In the essay, which is an advance extract of the book ¿Qué hacer con España? (What to Do With Spain?), to be published next year, Molinas describes how political parties have created a self-serving network of regional authorities, savings banks, and other subsidized institutions that have led to disastrous investment decisions and a lack of economic flexibility and competitiveness — all of which was cruelly exposed by the bursting of the real estate bubble on the back of the global credit crunch.
But not everybody accepts that the country’s plight has such endemic roots. José Ignacio Torreblanca, a leading political commentator and director of the European Council on Foreign Relations’ Madrid office, contends that this is not a specifically Spanish crisis, dismissing what he sees as "gloomy" arguments that hold that Spain is predestined to underachieve, a common theme down the ages. "There was even a theory about chickpeas [a Spanish staple], which went that they didn’t give enough protein," says Torreblanca. "But in the United States there was also a real estate bubble, and they are much cleverer than us and eat more proteins."
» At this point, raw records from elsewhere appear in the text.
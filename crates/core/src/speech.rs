//! Speech Synthesis
//!
//! Turns narration text into playable audio. The web service exposes this as
//! the endpoint that narration URLs point at.

use crate::error::SpeechError;
use async_openai::{
    Client,
    config::OpenAIConfig,
    types::{CreateSpeechRequestArgs, SpeechModel, SpeechResponseFormat, Voice},
};
use async_trait::async_trait;
use bytes::Bytes;
use tracing::debug;

/// MIME type of the audio produced by [`OpenAISpeechSynthesizer`].
pub const SPEECH_CONTENT_TYPE: &str = "audio/mpeg";

/// Anything that can turn text into encoded audio.
#[async_trait]
pub trait SpeechSynthesizer: Send + Sync {
    async fn synthesize(&self, text: &str) -> Result<Bytes, SpeechError>;
}

/// Speech synthesis through an OpenAI-compatible `audio/speech` endpoint.
pub struct OpenAISpeechSynthesizer {
    client: Client<OpenAIConfig>,
    model: SpeechModel,
    voice: Voice,
}

impl OpenAISpeechSynthesizer {
    pub fn new(config: OpenAIConfig, model: &str, voice: Voice) -> Self {
        Self {
            client: Client::with_config(config),
            model: parse_model(model),
            voice,
        }
    }
}

/// Maps a voice name (e.g. "alloy") to its API value.
pub fn parse_voice(name: &str) -> Option<Voice> {
    match name.to_lowercase().as_str() {
        "alloy" => Some(Voice::Alloy),
        "echo" => Some(Voice::Echo),
        "fable" => Some(Voice::Fable),
        "onyx" => Some(Voice::Onyx),
        "nova" => Some(Voice::Nova),
        "shimmer" => Some(Voice::Shimmer),
        _ => None,
    }
}

fn parse_model(name: &str) -> SpeechModel {
    match name {
        "tts-1" => SpeechModel::Tts1,
        "tts-1-hd" => SpeechModel::Tts1Hd,
        other => SpeechModel::Other(other.to_string()),
    }
}

#[async_trait]
impl SpeechSynthesizer for OpenAISpeechSynthesizer {
    async fn synthesize(&self, text: &str) -> Result<Bytes, SpeechError> {
        if text.trim().is_empty() {
            return Err(SpeechError::EmptyText);
        }

        let request = CreateSpeechRequestArgs::default()
            .input(text)
            .model(self.model.clone())
            .voice(self.voice.clone())
            .response_format(SpeechResponseFormat::Mp3)
            .build()
            .map_err(|e| SpeechError::Backend(e.to_string()))?;

        let response = self
            .client
            .audio()
            .speech(request)
            .await
            .map_err(|e| SpeechError::Backend(e.to_string()))?;
        debug!(bytes = response.bytes.len(), "Speech synthesized");
        Ok(response.bytes)
    }
}
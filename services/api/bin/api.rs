//! Main Entrypoint for the Deckcast API Service
//!
//! This binary is responsible for:
//! 1. Loading configuration from the environment.
//! 2. Initializing the chat model and speech synthesis clients.
//! 3. Constructing the Axum router and applying middleware.
//! 4. Starting the web server and handling graceful shutdown.

use anyhow::Context;
use async_openai::config::OpenAIConfig;
use deckcast_api::{config::Config, router::create_router, state::AppState};
use deckcast_core::{
    llm_client::{LLMClient, OpenAICompatibleClient},
    speech::{OpenAISpeechSynthesizer, SpeechSynthesizer, parse_voice},
};
use std::{collections::HashMap, fs, net::SocketAddr, sync::Arc};
use tower_http::cors::{Any, CorsLayer};
use tracing::{error, info};

/// Listens for the `Ctrl+C` signal to gracefully shut down the server.
async fn shutdown_signal() {
    if let Err(e) = tokio::signal::ctrl_c().await {
        error!(error = %e, "Failed to install Ctrl+C handler");
        return;
    }
    info!("Received shutdown signal. Shutting down gracefully...");
}

/// A helper function to load prompts from a directory.
fn load_prompts(prompts_path: &std::path::Path) -> anyhow::Result<HashMap<String, String>> {
    let mut prompts = HashMap::new();
    for entry in fs::read_dir(prompts_path)
        .with_context(|| format!("Failed to read prompts from {}", prompts_path.display()))?
    {
        let path = entry?.path();
        if path.is_file() && path.extension().and_then(|s| s.to_str()) == Some("md") {
            let prompt_key = path
                .file_stem()
                .and_then(|s| s.to_str())
                .context("Could not get file stem")?
                .to_string();
            prompts.insert(prompt_key, fs::read_to_string(&path)?);
        }
    }
    Ok(prompts)
}

#[tokio::main]
async fn main() -> anyhow::Result<()> {
    // --- 1. Load Configuration ---
    let config = Config::from_env().context("Failed to load configuration")?;

    // --- 2. Initialize Logging ---
    tracing_subscriber::fmt()
        .with_max_level(config.log_level)
        .with_timer(tracing_subscriber::fmt::time::ChronoLocal::rfc_3339())
        .init();
    info!("Configuration loaded. Initializing application state...");

    // --- 3. Initialize Shared Services ---
    let mut prompts = load_prompts(&config.prompts_path)?;
    let system_prompt = Arc::new(
        prompts
            .remove("system_prompt")
            .context("system_prompt.md not found in prompts directory")?,
    );

    info!(provider = ?config.provider, "Using chat provider.");
    let chat_config = OpenAIConfig::new()
        .with_api_key(config.chat_api_key())
        .with_api_base(config.provider.api_base());
    let llm_client: Arc<dyn LLMClient> = Arc::new(OpenAICompatibleClient::new(
        chat_config,
        config.chat_model.clone(),
    ));

    // Narration always goes through OpenAI's speech endpoint.
    let voice = parse_voice(&config.tts_voice).context("TTS_VOICE is not a known voice")?;
    let speech_config = OpenAIConfig::new().with_api_key(&config.openai_api_key);
    let synthesizer: Arc<dyn SpeechSynthesizer> = Arc::new(OpenAISpeechSynthesizer::new(
        speech_config,
        &config.tts_model,
        voice,
    ));

    let app_state = Arc::new(AppState {
        llm_client,
        synthesizer,
        system_prompt,
        config: Arc::new(config.clone()),
    });

    // --- 4. Create Router and Apply Middleware ---
    let cors = CorsLayer::new()
        .allow_origin(Any)
        .allow_methods(Any)
        .allow_headers(Any);

    let app = create_router(app_state).layer(cors);

    // --- 5. Start Server ---
    info!(
        provider = ?config.provider,
        model = %config.chat_model,
        tts_model = %config.tts_model,
        bind_address = %config.bind_address,
        "Service configured. Starting server..."
    );
    let listener = tokio::net::TcpListener::bind(config.bind_address).await?;

    axum::serve(
        listener,
        app.into_make_service_with_connect_info::<SocketAddr>(),
    )
    .with_graceful_shutdown(shutdown_signal())
    .await?;

    info!("Server has shut down.");
    Ok(())
}
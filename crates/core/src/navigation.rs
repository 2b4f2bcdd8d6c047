//! User-driven paging through the deck.
//!
//! Navigation only touches the deck mutex, which the slide pipeline never
//! holds across a narration, so paging is never queued behind a command.

use crate::{
    DeckEvent,
    deck::{Deck, SharedDeck},
};
use tokio::sync::mpsc;
use tracing::{debug, warn};

pub struct NavigationController {
    deck: SharedDeck,
    events: Option<mpsc::Sender<DeckEvent>>,
}

impl NavigationController {
    pub fn new(deck: SharedDeck, events: Option<mpsc::Sender<DeckEvent>>) -> Self {
        Self { deck, events }
    }

    /// Shows the previous slide; stays put on the first one.
    pub async fn go_back(&self) -> usize {
        self.step(|deck| deck.go_back()).await
    }

    /// Shows the next slide; stays put on the last one.
    pub async fn go_forward(&self) -> usize {
        self.step(|deck| deck.go_forward()).await
    }

    async fn step(&self, move_cursor: impl FnOnce(&mut Deck) -> usize) -> usize {
        let (cursor, snapshot) = {
            let mut deck = self.deck.lock().await;
            let cursor = move_cursor(&mut *deck);
            (cursor, deck.snapshot())
        };
        debug!(cursor, "Cursor moved");
        if let Some(tx) = &self.events {
            if tx.send(DeckEvent::Updated(snapshot)).await.is_err() {
                warn!("Failed to broadcast cursor move: receiver dropped.");
            }
        }
        cursor
    }
}
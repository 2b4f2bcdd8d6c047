use schemars::JsonSchema;
use serde::{Deserialize, Serialize};

/// A single slide in the presentation.
///
/// Slides are immutable once appended to the deck and are identified only by
/// their position. `title` and `content` carry markdown; `background_image`
/// is a topical keyword (e.g. "dog"), not a URL.
#[derive(Debug, Clone, PartialEq, Eq, Serialize, Deserialize, JsonSchema)]
#[serde(rename_all = "camelCase")]
pub struct Slide {
    pub title: String,
    pub content: String,
    pub background_image: String,
}

/// Everything needed to create and narrate one slide.
///
/// Both invocation gates convert their own argument shapes into this value
/// before handing it to the command handler.
#[derive(Debug, Clone, PartialEq, Eq)]
pub struct SlideRequest {
    pub title: String,
    pub content: String,
    pub background_image: String,
    /// Narration spoken while the slide is on screen.
    pub speech: String,
}

impl SlideRequest {
    /// Splits the request into the slide to store and the text to narrate.
    pub fn into_parts(self) -> (Slide, String) {
        (
            Slide {
                title: self.title,
                content: self.content,
                background_image: self.background_image,
            },
            self.speech,
        )
    }
}

/// Arguments of the persistently registered `createNewPowerPointSlide` tool.
#[derive(Deserialize, JsonSchema, Debug)]
#[serde(rename_all = "camelCase")]
pub struct CreateSlideArgs {
    /// The topic to display in the presentation slide. Use simple markdown to outline your speech, like a headline.
    pub slide_title: String,
    /// The content to display in the presentation slide. Use simple markdown to outline your speech, like lists, paragraphs, etc.
    pub content: String,
    /// What to display in the background of the slide (i.e. 'dog' or 'house').
    pub background_image: String,
    /// An informative speech about the current slide.
    pub speech: String,
}

impl From<CreateSlideArgs> for SlideRequest {
    fn from(args: CreateSlideArgs) -> Self {
        Self {
            title: args.slide_title,
            content: args.content,
            background_image: args.background_image,
            speech: args.speech,
        }
    }
}

/// Arguments of the one-shot task's `newSlide` action.
#[derive(Deserialize, JsonSchema, Debug)]
#[serde(rename_all = "camelCase")]
pub struct NewSlideArgs {
    /// The title to display in the presentation slide.
    pub title: String,
    /// The content to display in the presentation slide.
    pub content: String,
    /// What to display in the background of the slide (i.e. 'dog' or 'house').
    pub background_image: String,
    /// An informative speech about the current slide.
    pub speech: String,
}

impl From<NewSlideArgs> for SlideRequest {
    fn from(args: NewSlideArgs) -> Self {
        Self {
            title: args.title,
            content: args.content,
            background_image: args.background_image,
            speech: args.speech,
        }
    }
}

#[cfg(test)]
mod tests {
    use super::*;

    #[test]
    fn slide_serializes_with_camel_case_keys() {
        let slide = Slide {
            title: "Intro".into(),
            content: "Welcome".into(),
            background_image: "conference".into(),
        };
        let json = serde_json::to_value(&slide).unwrap();
        assert_eq!(json["backgroundImage"], "conference");
        assert!(json.get("background_image").is_none());
    }

    #[test]
    fn both_argument_shapes_produce_the_same_request() {
        let action: CreateSlideArgs = serde_json::from_str(
            r#"{"slideTitle":"A","content":"B","backgroundImage":"c","speech":"d"}"#,
        )
        .unwrap();
        let task: NewSlideArgs = serde_json::from_str(
            r#"{"title":"A","content":"B","backgroundImage":"c","speech":"d"}"#,
        )
        .unwrap();
        assert_eq!(SlideRequest::from(action), SlideRequest::from(task));
    }

    #[test]
    fn missing_argument_is_rejected() {
        let parsed = serde_json::from_str::<CreateSlideArgs>(
            r#"{"slideTitle":"A","content":"B","backgroundImage":"c"}"#,
        );
        assert!(parsed.is_err());
    }

    #[test]
    fn empty_strings_are_accepted() {
        let args: NewSlideArgs = serde_json::from_str(
            r#"{"title":"","content":"","backgroundImage":"","speech":""}"#,
        )
        .unwrap();
        let (slide, speech) = SlideRequest::from(args).into_parts();
        assert!(slide.title.is_empty());
        assert!(speech.is_empty());
    }
}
"It is not a problem of a lack of scientific knowledge, like a meteorite approaching and no one has the answer. The techniques are known," Torreblanca argues, though he accepts that the nexus of financial and political power, the unraveling of which can be seen in the 60-billion-euro hole in Spain’s banking system, still requires attention. "We have reformed everything except two powers: the financial sector and the political sector, which, what’s more, are highly interconnected. What we do not know is if in the end the agent of change is going to be Spain’s angry people or it is going to come from the outside, from the troika," he adds, in reference to the possibility of Rajoy requesting a new bailout overseen by Brussels, the European Central Bank, and the International Monetary Fund.
But beyond the need for internal reform, Torreblanca fears a Spanish Catch-22: Austerity policies will only depress the country further unless external demand prods the economy into life, yet at the same time, Spain is unable to bring about a change in European policies to make growth the new focus. "You can bring in reforms to reduce labor costs all you like, but if there is no demand, people do not start up companies. We are always hearing that businesses create employment, and that’s a lie; it is demand that creates employment."
Meanwhile, Rajoy continues to play for time and tries to do good political business even with the poor hand he has been dealt. Presented Sept. 27, the state budget for 2013 includes a 1 percent pension increase with an eye on October’s elections in Galicia — a region with a high proportion of seniors — though Finance Minister Cristóbal Montoro refused to confirm that the customary end-of-year consumer-price-index inflation changes would be administered to pensions. Reforms to boost competitiveness or stimulate new areas of the economy were once again conspicuous by their absence.
Spain’s ultra-cautious conservative leader does not seem to be the man to "rethink Spain," as Molinas insists is imperative at this juncture. The analyst argues that the country is crying out for a "new political and social pact," starting with electoral reform to do away with the closed-list system that foments the gravy-train tendency that packed savings banks’ boards with politicians and brought about financial disaster. "It’s make-or-break time," Molinas says. "And the answer has to be ‘make’ because the ‘break’ is already here."